At the same time, a major surprise was the exclusion of revered director Martin Scorsese, whose "The Age of Innocence" received critical acclaim last fall. It received only two major nominations, the Best Adapted Screenplay for Jay Cocks and Scorsese, and Best Supporting Actress for Wynona Rider.
"The Remains of the Day" appears to have taken up the literary prestige niche in the nominations and aced out the Scorsese film.
Academy members demonstrated a rare case of long and acute memory in recollecting the excellent performances of Laurence Fishburne and Angela Bassett as Ike and Tina Turner in "What's Love Got to Do With It?," released last spring.
They also offered tribute to the rare successful American genre picture by conferring a Best Picture nomination on "The Fugitive," producer Arnold Koppelson's dynamic late summer chase rouser that was taken from the legendary TV series.
Meanwhile, "Philadelphia," another major picture with Academy Award illusions, did poorly; it didn't receive a Best Picture nomination or a Best Director nomination for Jonathan Demme. Tom Hanks was nominated for Best Actor, and screenwriter Ron Nyswaner did win a nod for Best Original Screenplay.
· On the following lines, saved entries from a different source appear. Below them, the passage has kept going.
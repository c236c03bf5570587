use std::fs;
use std::path::PathBuf;
use tempfile::TempDir;
use scribe::session::{Message, Session, SessionStore};
use scribe::storage::{FileStorage, LocalStorage, SESSIONS_KEY};

#[allow(dead_code)]
pub fn storage_path(tmp: &TempDir) -> PathBuf {
    tmp.path().join("local_storage.json")
}

#[allow(dead_code)]
pub fn create_temp_store() -> (SessionStore, TempDir) {
    let tmp = TempDir::new().expect("failed to create tempdir");
    let storage = FileStorage::new_with_path(storage_path(&tmp))
        .expect("failed to create file storage with path");
    let store = SessionStore::open(Box::new(storage)).expect("failed to open session store");
    (store, tmp)
}

#[allow(dead_code)]
pub fn reopen_store(tmp: &TempDir) -> SessionStore {
    let storage = FileStorage::new_with_path(storage_path(tmp)).expect("reopen storage");
    SessionStore::open(Box::new(storage)).expect("reopen session store")
}

/// Write `sessions` straight into the storage file under the sessions key
#[allow(dead_code)]
pub fn seed_sessions(tmp: &TempDir, sessions: &[Session]) {
    let mut storage = FileStorage::new_with_path(storage_path(tmp)).expect("open storage");
    let raw = serde_json::to_string(sessions).expect("serialize sessions");
    storage.set_item(SESSIONS_KEY, &raw).expect("seed sessions");
}

#[allow(dead_code)]
pub fn saved_session(id: &str, name: &str, prompts: &[&str]) -> Session {
    Session {
        id: id.to_string(),
        name: name.to_string(),
        messages: prompts.iter().map(|p| Message::user(*p)).collect(),
    }
}

#[allow(dead_code)]
pub fn temp_config_file(contents: &str) -> (TempDir, PathBuf) {
    let temp_dir = TempDir::new().expect("failed to create tempdir");
    let config_path = temp_dir.path().join("config.yaml");
    fs::write(&config_path, contents).expect("failed to write config file");
    (temp_dir, config_path)
}
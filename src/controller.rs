//! Chat controller
//!
//! Connects the [`SessionStore`] to a [`Generator`]. A submitted prompt is
//! appended to the current session before the request goes out, and the
//! outcome of the request always comes back as a bot message: the generated
//! content on success, or an error notice on any failure.

use crate::client::Generator;
use crate::error::Result;
use crate::session::{Feedback, Message, SessionStore};

/// Format the bot message shown when generation fails
pub fn error_reply(error: &anyhow::Error) -> String {
    format!("❌ **Error:** {}. Please try again.", error)
}

/// Drives one chat: prompts in, bot replies out
pub struct ChatController {
    store: SessionStore,
    generator: Box<dyn Generator>,
}

impl ChatController {
    pub fn new(store: SessionStore, generator: Box<dyn Generator>) -> Self {
        Self { store, generator }
    }

    pub fn store(&self) -> &SessionStore {
        &self.store
    }

    pub fn store_mut(&mut self) -> &mut SessionStore {
        &mut self.store
    }

    /// Send a prompt and append the reply
    ///
    /// Blank prompts are ignored and return `Ok(None)`. Otherwise the user
    /// message is appended, the generator is called, and the bot reply (or
    /// error notice) is appended and returned. The session is saved after
    /// the exchange.
    ///
    /// # Errors
    ///
    /// Only storage failures are returned; generation failures become the
    /// returned bot message.
    pub async fn submit(&mut self, prompt: &str) -> Result<Option<Message>> {
        let prompt = prompt.trim();
        if prompt.is_empty() {
            return Ok(None);
        }

        self.store.push_message(Message::user(prompt));
        self.complete().await.map(Some)
    }

    /// Ask for a new reply to the current session as it stands
    ///
    /// Does nothing when the session has no messages.
    pub async fn regenerate(&mut self) -> Result<Option<Message>> {
        if self.store.current().is_empty() {
            return Ok(None);
        }
        self.complete().await.map(Some)
    }

    /// Tag the most recent bot message
    ///
    /// Returns `false` when the current session has no bot message yet.
    pub fn rate_last_reply(&mut self, feedback: Feedback) -> Result<bool> {
        let Some(id) = self.store.current().last_bot_message().map(|m| m.id.clone()) else {
            return Ok(false);
        };
        self.store.set_feedback(&id, Some(feedback))
    }

    async fn complete(&mut self) -> Result<Message> {
        let reply = match self.generator.generate(self.store.current()).await {
            Ok(content) => Message::bot(content),
            Err(e) => {
                tracing::warn!("Generation failed: {}", e);
                Message::bot(error_reply(&e))
            }
        };

        self.store.push_message(reply.clone());
        self.store.upsert_current()?;
        Ok(reply)
    }
}
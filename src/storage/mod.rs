//! Local key/value storage
//!
//! Sessions and the theme preference are persisted as plain strings under
//! fixed keys, the same shape a browser's `localStorage` exposes. The
//! [`LocalStorage`] trait is that surface; [`FileStorage`] backs it with a
//! single JSON object on disk and [`MemoryStorage`] keeps everything in a map.

use crate::config::StorageConfig;
use crate::error::{Result, ScribeError};
use anyhow::Context;
use directories::ProjectDirs;
use std::collections::BTreeMap;
use std::path::{Path, PathBuf};

pub mod memory;
pub use memory::MemoryStorage;

/// Storage key holding the JSON list of saved sessions
pub const SESSIONS_KEY: &str = "aiContentGeneratorGlobalMemory";

/// Storage key holding the theme preference ("light" or "dark")
pub const THEME_KEY: &str = "theme";

/// Environment variable that overrides the storage file location
pub const STORAGE_PATH_ENV: &str = "SCRIBE_STORAGE_PATH";

/// String key/value store
pub trait LocalStorage {
    /// Read the value stored under `key`, if any
    fn get_item(&self, key: &str) -> Result<Option<String>>;

    /// Store `value` under `key`, replacing any previous value
    fn set_item(&mut self, key: &str, value: &str) -> Result<()>;

    /// Remove `key`; removing a missing key is not an error
    fn remove_item(&mut self, key: &str) -> Result<()>;
}

/// File-backed storage
///
/// All keys live in one JSON object file. Every call reads the file afresh,
/// and every mutation rewrites it with only the one key changed, so several
/// handles (or processes) sharing a path never undo each other's keys.
#[derive(Debug)]
pub struct FileStorage {
    path: PathBuf,
}

impl FileStorage {
    /// Open the storage file at its default location
    ///
    /// Honors the `SCRIBE_STORAGE_PATH` environment variable, falling back to
    /// `local_storage.json` in the user's data directory.
    pub fn new() -> Result<Self> {
        if let Ok(override_path) = std::env::var(STORAGE_PATH_ENV) {
            return Self::new_with_path(override_path);
        }

        let proj_dirs = ProjectDirs::from("com", "scribe", "scribe")
            .ok_or_else(|| ScribeError::Storage("Could not determine data directory".into()))?;

        Self::new_with_path(proj_dirs.data_dir().join("local_storage.json"))
    }

    /// Open storage according to configuration
    ///
    /// An explicit `storage.path` wins; otherwise this behaves like [`FileStorage::new`].
    pub fn from_config(config: &StorageConfig) -> Result<Self> {
        match &config.path {
            Some(path) => Self::new_with_path(path),
            None => Self::new(),
        }
    }

    /// Open the storage file at `path`
    ///
    /// Parent directories are created as needed. A missing file is an empty
    /// store; a file that is not a JSON object of strings is an error.
    ///
    /// # Examples
    ///
    /// ```
    /// use scribe::storage::{FileStorage, LocalStorage};
    ///
    /// let dir = tempfile::tempdir().unwrap();
    /// let mut storage = FileStorage::new_with_path(dir.path().join("store.json")).unwrap();
    /// storage.set_item("theme", "dark").unwrap();
    /// assert_eq!(storage.get_item("theme").unwrap().as_deref(), Some("dark"));
    /// ```
    pub fn new_with_path<P: Into<PathBuf>>(path: P) -> Result<Self> {
        let path = path.into();

        if let Some(parent) = path.parent() {
            if !parent.as_os_str().is_empty() {
                std::fs::create_dir_all(parent)
                    .context("Failed to create parent directory for storage file")
                    .map_err(|e| ScribeError::Storage(e.to_string()))?;
            }
        }

        let storage = Self { path };
        let items = storage.read_items()?;

        tracing::debug!(
            "Opened local storage at {} ({} keys)",
            storage.path.display(),
            items.len()
        );

        Ok(storage)
    }

    /// Location of the backing file
    pub fn path(&self) -> &Path {
        &self.path
    }

    fn read_items(&self) -> Result<BTreeMap<String, String>> {
        if !self.path.exists() {
            return Ok(BTreeMap::new());
        }

        let contents = std::fs::read_to_string(&self.path)
            .context("Failed to read storage file")
            .map_err(|e| ScribeError::Storage(e.to_string()))?;
        if contents.trim().is_empty() {
            return Ok(BTreeMap::new());
        }

        let items = serde_json::from_str(&contents).map_err(|e| {
            ScribeError::Storage(format!(
                "Storage file {} is not a JSON object of strings: {}",
                self.path.display(),
                e
            ))
        })?;
        Ok(items)
    }

    fn write_items(&self, items: &BTreeMap<String, String>) -> Result<()> {
        let contents = serde_json::to_string_pretty(items)
            .context("Failed to serialize storage")
            .map_err(|e| ScribeError::Storage(e.to_string()))?;

        let tmp_path = self.path.with_extension("json.tmp");
        std::fs::write(&tmp_path, contents)
            .context("Failed to write storage file")
            .map_err(|e| ScribeError::Storage(e.to_string()))?;
        std::fs::rename(&tmp_path, &self.path)
            .context("Failed to replace storage file")
            .map_err(|e| ScribeError::Storage(e.to_string()))?;

        Ok(())
    }
}

impl LocalStorage for FileStorage {
    fn get_item(&self, key: &str) -> Result<Option<String>> {
        Ok(self.read_items()?.remove(key))
    }

    fn set_item(&mut self, key: &str, value: &str) -> Result<()> {
        let mut items = self.read_items()?;
        items.insert(key.to_string(), value.to_string());
        self.write_items(&items)
    }

    fn remove_item(&mut self, key: &str) -> Result<()> {
        let mut items = self.read_items()?;
        if items.remove(key).is_some() {
            self.write_items(&items)?;
        }
        Ok(())
    }
}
After Neeson, Hanks and Fishburne, the other two Best Actor nominees were Daniel Day-Lewis as Gerry Conley, unjustly arrested and sentenced by the British to 15 years, and the almost de rigueur Anthony Hopkins, who offered a starchy essay in repression as the duty-haunted butler in "The Remains of the Day."
Both Emma Thompson and Holly Hunter won double nominations, in Supporting Actress and Best Actress categories. Thompson's role as a crusading lawyer in "In the Name of the Father" earned her the Supporting Actress nomination; the Best Actress nomination was for her role in "Remains of the Day," as an estate housekeeper. Hunter was rewarded as a Supporting Actress for her turn in "The Firm," where she played a folksy, gum-chewing secretary; the Best Actress nod was for playing a mute, repressed mail-order wife in Campion's "The Piano."
The double nominations may suggest Hollywood's congenital inability to come up with roles for women. Although actresses have received simultaneous nominations before in Oscar history, never happened twice. In the Best Actress category, the two surprises, after Bassett, Hunter and Thompson, were Stockard Channing for "Six Degrees of Separation" and Debra Winger for "Shadowlands."
In the Supporting Actress category, "The Piano's" child actress, Anna Paquin, is competing against her movie mother in Hunter. Others in the category are Thompson, for what really amounts to a cameo in "In the Name of the Father," Rosie Perez in the otherwise unhonored and forgotten "Fearless," and Winona Ryder in "The Age of Innocence."
In the Supporting Actor category, Ralph Fiennes's Amon Goeth, SS mass murderer from "Schindler's List," is the early favorite; it's the performance people have been talking about for months. Others in the category are Leonardo DiCaprio in the little-seen "What's Eating Gilbert Grape," Pete Postlethwaite as Gerry Conlon's long and nobly suffering father in "In the Name of the Father," and two nods to the genres with nominations for Tommy Lee Jones' Big Dog of a U.S. Marshal in "The Fugitive" and John Malkovich's ex-CIA assassin in "In the Line of Fire."
The Director's category should win Spielberg his first Oscar, but "The Piano's " Campion, who has just about evenly split with Spielberg in critics' awards, could give him some competition. The surprise in the category is the inclusion of Robert Altman, whose well-reviewed "Short Cuts," drawn from the short stories of Raymond Carver, won no other major nominations. Ivory's nod for "The Remains of the Day" was certainly expected, for he's become the essence of the "class" director that Hollywood loves to admire but hates to hire.